WHY I GIVE - WE ASK THE SHOPPERS OF GUILFORD, SURREY
Garry Peters, 43
"I give money to WWF-UK, the RSPB and the RNID, and I also tend to give money to people collecting in the street. It sounds big-headed if you talk about how much you give, but the people who give more are in the limelight - the superstars. If I won some money I'd definitely give some to WWF. I've been a member since I was a child and it's just done a walk to save the orang-utan - I'd probably give something towards that"
Robin Davies, 58
"I'm sure there are better givers than me, but I do give to charity. I tend to respond to the rattling tin - I'd rather give on the spur of the moment than by setting up a direct debit. Gift Aid hasn't made a big difference to my giving, but if I were asked to sign I would"
Jack and Susan, in their 50s (names have been changed)

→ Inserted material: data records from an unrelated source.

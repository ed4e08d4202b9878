//! Portfolio ledger: the single writer of portfolio state.

use rust_decimal::Decimal;

use crate::models::{Portfolio, Trade};

/// Owns the [`Portfolio`] and applies every capital movement. The execution
/// engine and position monitor mutate portfolio state only through this
/// type, which keeps the balance/invested partition consistent within a
/// tick.
pub struct Ledger {
    portfolio: Portfolio,
}

impl Ledger {
    pub fn new(starting_balance: Decimal) -> Self {
        Self {
            portfolio: Portfolio::new(starting_balance),
        }
    }

    pub fn portfolio(&self) -> &Portfolio {
        &self.portfolio
    }

    /// Move capital from balance into invested when a trade opens, so the
    /// same capital cannot be allocated twice across concurrent signals.
    pub fn reserve(&mut self, cost_basis: Decimal) {
        self.portfolio.balance -= cost_basis;
        self.portfolio.invested += cost_basis;
    }

    /// Return settlement proceeds to balance, release the cost basis from
    /// invested, and realize the P&L.
    pub fn settle(&mut self, cost_basis: Decimal, proceeds: Decimal, pnl: Decimal) {
        self.portfolio.balance += proceeds;
        self.portfolio.invested -= cost_basis;
        self.portfolio.profit += pnl;
    }

    /// Recompute the win rate over the full settled set. Left unchanged
    /// until at least one trade has settled.
    pub fn refresh_win_rate(&mut self, trades: &[Trade]) {
        let settled = trades.iter().filter(|t| t.status.is_terminal()).count();
        if settled == 0 {
            return;
        }
        let wins = trades
            .iter()
            .filter(|t| t.status.is_terminal())
            .filter(|t| t.pnl.map_or(false, |p| p > Decimal::ZERO))
            .count();
        self.portfolio.win_rate = wins as f64 / settled as f64 * 100.0;
    }
}

#[cfg(test)]
mod tests {
    use super::*;
    use crate::models::{TradeSide, TradeStatus};
    use chrono::Utc;
    use rust_decimal_macros::dec;

    fn settled_trade(pnl: Decimal, status: TradeStatus) -> Trade {
        let mut trade = active_trade();
        trade.status = status;
        trade.pnl = Some(pnl);
        trade
    }

    fn active_trade() -> Trade {
        Trade {
            id: "t".to_string(),
            symbol: "AAPL".to_string(),
            side: TradeSide::Buy,
            entry_price: dec!(100),
            quantity: 10,
            stop_loss: dec!(98),
            take_profit: dec!(106),
            opened_at: Utc::now(),
            status: TradeStatus::Active,
            pnl: None,
            reason: String::new(),
        }
    }

    #[test]
    fn test_reserve_partitions_capital() {
        let mut ledger = Ledger::new(dec!(10000));
        ledger.reserve(dec!(1000));

        assert_eq!(ledger.portfolio().balance, dec!(9000));
        assert_eq!(ledger.portfolio().invested, dec!(1000));
        assert_eq!(ledger.portfolio().equity(), dec!(10000));
    }

    #[test]
    fn test_settle_realizes_pnl() {
        let mut ledger = Ledger::new(dec!(10000));
        ledger.reserve(dec!(1000));
        ledger.settle(dec!(1000), dec!(1065), dec!(65));

        assert_eq!(ledger.portfolio().balance, dec!(10065));
        assert_eq!(ledger.portfolio().invested, Decimal::ZERO);
        assert_eq!(ledger.portfolio().profit, dec!(65));
    }

    #[test]
    fn test_win_rate_ignores_active_trades() {
        let mut ledger = Ledger::new(dec!(10000));
        let trades = vec![
            settled_trade(dec!(5), TradeStatus::Closed),
            settled_trade(dec!(-2), TradeStatus::Stopped),
            settled_trade(dec!(1), TradeStatus::Closed),
            active_trade(),
        ];

        ledger.refresh_win_rate(&trades);

        // 2 of 3 settled trades won; the active trade does not count
        assert!((ledger.portfolio().win_rate - 66.666).abs() < 0.01);
    }

    #[test]
    fn test_win_rate_unchanged_with_no_settled_trades() {
        let mut ledger = Ledger::new(dec!(10000));
        ledger.refresh_win_rate(&[active_trade()]);
        assert_eq!(ledger.portfolio().win_rate, 0.0);

        // An established rate survives a tick with nothing settled
        ledger.refresh_win_rate(&[settled_trade(dec!(5), TradeStatus::Closed)]);
        assert_eq!(ledger.portfolio().win_rate, 100.0);
        ledger.refresh_win_rate(&[]);
        assert_eq!(ledger.portfolio().win_rate, 100.0);
    }
}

"We give regularly to the RSPB, WWF-UK, the Royal Horticultural Society, the Scottish National Trust, the Scottish Royal Academy and the Surrey Wildlife Trust. We gave to the Zeebrugge disaster in 1987, but that was a few years ago and now we get overwhelmed by disasters such as the tsunami. We always buy charity Christmas cards, usually from Unicef. You also tend to give in a lot of different ways that might not be obvious. Instead of putting things in the bin, you can recycle them or give them to charity shops. Those ways are often overlooked"
Matt Steele, 26
"I responded to the tsunami and earthquake appeals - there were tins in the supermarkets so I just put some money in there. I live in Brighton and you get approached on the street, almost every day, by chuggers - it's an occupation for students. They only have to get one person a day, and the student doesn't believe in the charity that much. I think it's very important to get feedback. If the charity is doing a particular project, I think it's important to say it works - it's important to feel involved"
Claire Vidler, 34
"I responded to the tsunami. My husband and I gave between £200 and £300. It was an immediate reaction - I think it was the scale that had such an impact. It does have a lot to with how the media portrayed it. I don't give to demands through the door, because I feel pestered. We give on a regular basis to Cancer Research UK, Children in Need and the Stroke Association, and every now and then I'll put money in tins. Whenever I see a Big Issue seller, I'll buy two copies".